Sunday, March 30, 2003

A few news updates:

Stupid Bald Man Sticks Foot in Mouth up to left testicle:Peter Arnett appeared on Iraq's State-run news to accept the "Jane Fonda Comfort to the Enemy" award. In an unprecedented move, he was also awarded as part of the same ceremony the "Should've thought before I said anything and here comes my Pink Slip" award that was awarded to Michael Moore just last week. Said Moore when he heard the news, "I was under the impression that I was passing the torch to Peter, but apparently it's more of a club that you can't get out of, ever. Hanoi Jane is going to explain the rules of being a social pariah in our own country to us at next week's meeting. OJ is going to speak, as well.... I'm so excited."

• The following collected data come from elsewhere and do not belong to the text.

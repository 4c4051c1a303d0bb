//! The text-completion backend contract
//!
//! This module contains the `Backend` trait the engine generates against.
//! Concrete implementations (an HTTP client for a hosted model, a local
//! inference server, a scripted mock) live outside the engine and are
//! injected at construction time; the core never looks up a backend at
//! runtime.

pub mod retry;

use futures::stream::BoxStream;

use crate::events::TokenUsage;
use crate::types::{ContentBlock, Message, StopReason, ToolDefinition, ToolUseBlock};

pub use retry::{retry_with_backoff, RetryConfig};

/// A request to the backend
#[derive(Debug, Clone, Default)]
pub struct ModelRequest {
    /// Conversation history, oldest first
    pub messages: Vec<Message>,
    /// Tools the model may call this turn
    pub tools: Vec<ToolDefinition>,
    /// Optional system prompt
    pub system: Option<String>,
    /// Sampling temperature
    pub temperature: Option<f32>,
    /// Output token cap
    pub max_output_tokens: Option<u32>,
}

impl ModelRequest {
    pub fn new(messages: Vec<Message>) -> Self {
        Self {
            messages,
            ..Default::default()
        }
    }
}

/// A complete response from the backend
#[derive(Debug, Clone)]
pub struct ModelResponse {
    /// The assistant message (text, tool calls, thinking)
    pub message: Message,
    /// Why generation stopped
    pub stop_reason: StopReason,
    /// Token usage, when the backend reports it
    pub usage: Option<TokenUsage>,
}

/// Events from streaming backend responses
#[derive(Debug, Clone)]
pub enum StreamEvent {
    /// Incremental text delta
    TextDelta(String),
    /// Tool call detected
    ToolUse(ToolUseBlock),
    /// Incremental thinking delta (extended reasoning)
    ThinkingDelta(String),
    /// Streaming stopped; terminal chunk
    Stop {
        /// Why the model stopped
        stop_reason: StopReason,
        /// Token usage for this response (if available)
        usage: Option<TokenUsage>,
    },
}

/// Error types for backends
#[derive(Debug, thiserror::Error)]
pub enum BackendError {
    /// Rate limiting or throttling (HTTP 429)
    #[error("rate limited: {0}")]
    RateLimited(String),

    /// Network or connectivity issues
    #[error("network error: {0}")]
    Network(String),

    /// Service unavailable or temporary server-side issues (5xx)
    #[error("service unavailable: {0}")]
    ServiceUnavailable(String),

    /// Authentication or authorization failed
    #[error("authentication failed: {0}")]
    Authentication(String),

    /// Model-side errors (content filtered, context too long, bad request)
    #[error("model error: {0}")]
    Model(String),

    /// Invalid configuration (bad model id, missing parameters)
    #[error("invalid configuration: {0}")]
    Configuration(String),

    /// Other backend-specific errors
    #[error("{0}")]
    Other(String),
}

impl BackendError {
    /// Whether this error is transient and worth retrying
    pub fn is_transient(&self) -> bool {
        matches!(
            self,
            BackendError::RateLimited(_)
                | BackendError::Network(_)
                | BackendError::ServiceUnavailable(_)
        )
    }
}

/// Trait for text-completion backends
///
/// A backend combines model metadata (id, context window, thinking policy)
/// with the generation call itself. The engine only ever talks to a
/// `dyn Backend`.
#[async_trait::async_trait]
pub trait Backend: Send + Sync {
    /// Identifier used for pricing lookup and display (e.g. "sonnet-4-5")
    fn model_id(&self) -> &str;

    /// Maximum context window in tokens
    fn max_context_tokens(&self) -> usize;

    /// Whether thinking blocks must be re-sent on subsequent turns.
    ///
    /// Most models do not need previously generated thinking content back;
    /// the loop strips it from history unless this returns true.
    fn resend_thinking(&self) -> bool {
        false
    }

    /// Send a request to the model and get a complete response
    async fn generate(&self, request: ModelRequest) -> Result<ModelResponse, BackendError>;

    /// Send a request and stream the response chunk-by-chunk (optional)
    ///
    /// The default implementation calls `generate` and replays the complete
    /// response as a short stream.
    async fn generate_stream(
        &self,
        request: ModelRequest,
    ) -> Result<BoxStream<'static, Result<StreamEvent, BackendError>>, BackendError> {
        let response = self.generate(request).await?;

        let mut events = Vec::new();
        for content in &response.message.content {
            match content {
                ContentBlock::Text(text) if !text.is_empty() => {
                    events.push(Ok(StreamEvent::TextDelta(text.clone())));
                }
                ContentBlock::ToolUse(tool_use) => {
                    events.push(Ok(StreamEvent::ToolUse(tool_use.clone())));
                }
                ContentBlock::Thinking { thinking, .. } => {
                    events.push(Ok(StreamEvent::ThinkingDelta(thinking.clone())));
                }
                _ => {}
            }
        }
        events.push(Ok(StreamEvent::Stop {
            stop_reason: response.stop_reason,
            usage: response.usage,
        }));

        Ok(Box::pin(futures::stream::iter(events)))
    }
}

// Allow Arc<dyn Backend> wherever a Backend is expected
#[async_trait::async_trait]
impl Backend for std::sync::Arc<dyn Backend> {
    fn model_id(&self) -> &str {
        (**self).model_id()
    }

    fn max_context_tokens(&self) -> usize {
        (**self).max_context_tokens()
    }

    fn resend_thinking(&self) -> bool {
        (**self).resend_thinking()
    }

    async fn generate(&self, request: ModelRequest) -> Result<ModelResponse, BackendError> {
        (**self).generate(request).await
    }

    async fn generate_stream(
        &self,
        request: ModelRequest,
    ) -> Result<BoxStream<'static, Result<StreamEvent, BackendError>>, BackendError> {
        (**self).generate_stream(request).await
    }
}

#[cfg(test)]
mod tests {
    use super::*;

    #[test]
    fn test_transient_classification() {
        assert!(BackendError::RateLimited("429".into()).is_transient());
        assert!(BackendError::Network("reset".into()).is_transient());
        assert!(BackendError::ServiceUnavailable("503".into()).is_transient());

        assert!(!BackendError::Authentication("expired".into()).is_transient());
        assert!(!BackendError::Model("filtered".into()).is_transient());
        assert!(!BackendError::Configuration("bad id".into()).is_transient());
        assert!(!BackendError::Other("unknown".into()).is_transient());
    }
}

Iraqi Soldiers get nasty surprise during ambush: I can't find the link, but the story struck me as terribly funny in that morbid "Wow, sucks to be you" kinda way. During the suicide pickup truck attacks (apparently Saddam has been learning to play AOE2 online from Todd: "Build big army, toss into meat grinder, lather, rinse, repeat.") Where was I? Oh yeah, during these attacks, the Allied tank troops found that if they were looking down a city street lined with hiding places for enemy soldiers, they could fire 120mm shells down the road. The passing of the shell creates a vacuum capable of pulling the hiding Iraqis out into the street where they are easy prey. "I have you in my sights as you near my hiding place, Yankee infidel.... What was that noise? ..... Hey!?! Oh S**T!!!"